** EXERCISE MATERIALS follows **
//! Sequential placement of speech segments on one timeline.

use crate::error::{PodcastError, Result};
use crate::timeline::segment::{AudioSegment, Gap, SegmentKind, SegmentRef, TimedSegment};

/// Where the assembler is in the episode structure.
#[derive(Debug, Clone, Copy, PartialEq, Eq)]
pub enum Phase {
    /// Nothing placed yet
    Start,
    Intro,
    TopicLoop,
    Outro,
    Done,
}

/// Foreground audio with every segment's time range.
#[derive(Debug, Clone, PartialEq)]
pub struct Timeline {
    pub samples: Vec<f32>,
    pub sample_rate: u32,
    pub segments: Vec<TimedSegment>,
    pub gaps: Vec<Gap>,
}

impl Timeline {
    pub fn total_duration_seconds(&self) -> f64 {
        if self.sample_rate == 0 {
            return 0.0;
        }
        self.samples.len() as f64 / self.sample_rate as f64
    }

    /// Sample index where the intro ends (0 without an intro).
    pub fn intro_end_sample(&self) -> usize {
        self.segments
            .iter()
            .filter(|s| s.kind == SegmentKind::Intro)
            .map(|s| s.start_sample + s.sample_count)
            .max()
            .unwrap_or(0)
    }

    /// Sample index where the outro starts (buffer length without an outro).
    pub fn outro_start_sample(&self) -> usize {
        self.segments
            .iter()
            .find(|s| s.kind == SegmentKind::Outro)
            .map(|s| s.start_sample)
            .unwrap_or(self.samples.len())
    }

    /// Timed segments belonging to `topic_id`, in order.
    pub fn topic_segments(&self, topic_id: usize) -> impl Iterator<Item = &TimedSegment> {
        self.segments
            .iter()
            .filter(move |s| s.reference.topic_id() == Some(topic_id))
    }
}

/// Places segments back to back: each one starts where the previous ended.
///
/// Enforces the episode order Intro → (TopicLabel → Turn*)* → Outro and a
/// single sample rate; violations are rejected, never reordered.
#[derive(Debug)]
pub struct TimelineAssembler {
    sample_rate: u32,
    phase: Phase,
    cursor: usize,
    last_topic: Option<usize>,
    last_turn: Option<usize>,
    samples: Vec<f32>,
    segments: Vec<TimedSegment>,
    gaps: Vec<Gap>,
}

impl TimelineAssembler {
    pub fn new(sample_rate: u32) -> Self {
        Self {
            sample_rate,
            phase: Phase::Start,
            cursor: 0,
            last_topic: None,
            last_turn: None,
            samples: Vec::new(),
            segments: Vec::new(),
            gaps: Vec::new(),
        }
    }

    pub fn phase(&self) -> Phase {
        self.phase
    }

    /// Current end of the timeline in seconds.
    pub fn cursor_seconds(&self) -> f64 {
        self.cursor as f64 / self.sample_rate as f64
    }

    /// Append `segment` at the cursor and advance the cursor by its duration.
    pub fn push(&mut self, segment: AudioSegment) -> Result<&TimedSegment> {
        if segment.sample_rate != self.sample_rate {
            return Err(PodcastError::Timeline {
                message: format!(
                    "{} has sample rate {} Hz, timeline runs at {} Hz",
                    segment.describe(),
                    segment.sample_rate,
                    self.sample_rate
                ),
            });
        }
        self.check_order(segment.kind, segment.reference)?;
        self.advance(segment.kind, segment.reference);

        let start_sample = self.cursor;
        let sample_count = segment.samples.len();
        let end_sample = start_sample + sample_count;
        let rate = self.sample_rate as f64;

        self.samples.extend_from_slice(&segment.samples);
        self.cursor = end_sample;
        self.segments.push(TimedSegment {
            kind: segment.kind,
            reference: segment.reference,
            speaker: segment.speaker,
            text: segment.text,
            start_time: start_sample as f64 / rate,
            end_time: end_sample as f64 / rate,
            start_sample,
            sample_count,
        });

        let placed = &self.segments[self.segments.len() - 1];
        tracing::debug!(
            kind = %placed.kind,
            start = placed.start_time,
            end = placed.end_time,
            "Placed segment"
        );
        Ok(placed)
    }

    /// Record a skipped segment at the cursor. The cursor does not move.
    pub fn record_gap(
        &mut self,
        kind: SegmentKind,
        reference: SegmentRef,
        reason: impl Into<String>,
    ) -> &Gap {
        let gap = Gap {
            kind,
            topic_id: reference.topic_id(),
            turn_index: reference.turn_index(),
            at_seconds: self.cursor_seconds(),
            reason: reason.into(),
        };
        tracing::warn!(
            kind = %gap.kind,
            at = gap.at_seconds,
            reason = %gap.reason,
            "Segment skipped, gap recorded"
        );
        self.gaps.push(gap);
        &self.gaps[self.gaps.len() - 1]
    }

    pub fn finish(mut self) -> Timeline {
        self.phase = Phase::Done;
        Timeline {
            samples: self.samples,
            sample_rate: self.sample_rate,
            segments: self.segments,
            gaps: self.gaps,
        }
    }

    fn check_order(&self, kind: SegmentKind, reference: SegmentRef) -> Result<()> {
        let reject = |why: &str| {
            Err(PodcastError::Timeline {
                message: format!("{kind} rejected in phase {:?}: {why}", self.phase),
            })
        };

        if matches!(self.phase, Phase::Outro | Phase::Done) {
            return reject("the outro has already been placed");
        }

        match (kind, reference) {
            (SegmentKind::Intro, _) => {
                if self.phase != Phase::Start {
                    return reject("the intro must be the first segment");
                }
            }
            (SegmentKind::TopicLabel, SegmentRef::Topic { topic_id }) => {
                if self.last_topic.is_some_and(|last| topic_id <= last) {
                    return reject("topics must appear in increasing order");
                }
            }
            (SegmentKind::Turn, SegmentRef::Turn {
                topic_id,
                turn_index,
            }) => match self.last_topic {
                Some(last) if topic_id < last => {
                    return reject("turn belongs to an earlier topic");
                }
                Some(last) if topic_id == last => {
                    if self.last_turn.is_some_and(|t| turn_index <= t) {
                        return reject("turns must appear in increasing order");
                    }
                }
                _ => {}
            },
            (SegmentKind::Outro, _) => {}
            _ => return reject("segment reference does not match its kind"),
        }
        Ok(())
    }

    fn advance(&mut self, kind: SegmentKind, reference: SegmentRef) {
        match kind {
            SegmentKind::Intro => self.phase = Phase::Intro,
            SegmentKind::TopicLabel | SegmentKind::Turn => {
                self.phase = Phase::TopicLoop;
                if let Some(topic_id) = reference.topic_id()
                    && self.last_topic != Some(topic_id)
                {
                    self.last_topic = Some(topic_id);
                    self.last_turn = None;
                }
                if let Some(turn_index) = reference.turn_index() {
                    self.last_turn = Some(turn_index);
                }
            }
            SegmentKind::Outro => self.phase = Phase::Outro,
        }
    }
}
** End of EXERCISE MATERIALS **
Which lines of the records above hold the word "starts"? Copy each one out.

TASK RESULT
    /// Sample index where the outro starts (buffer length without an outro).
/// Places segments back to back: each one starts where the previous ended.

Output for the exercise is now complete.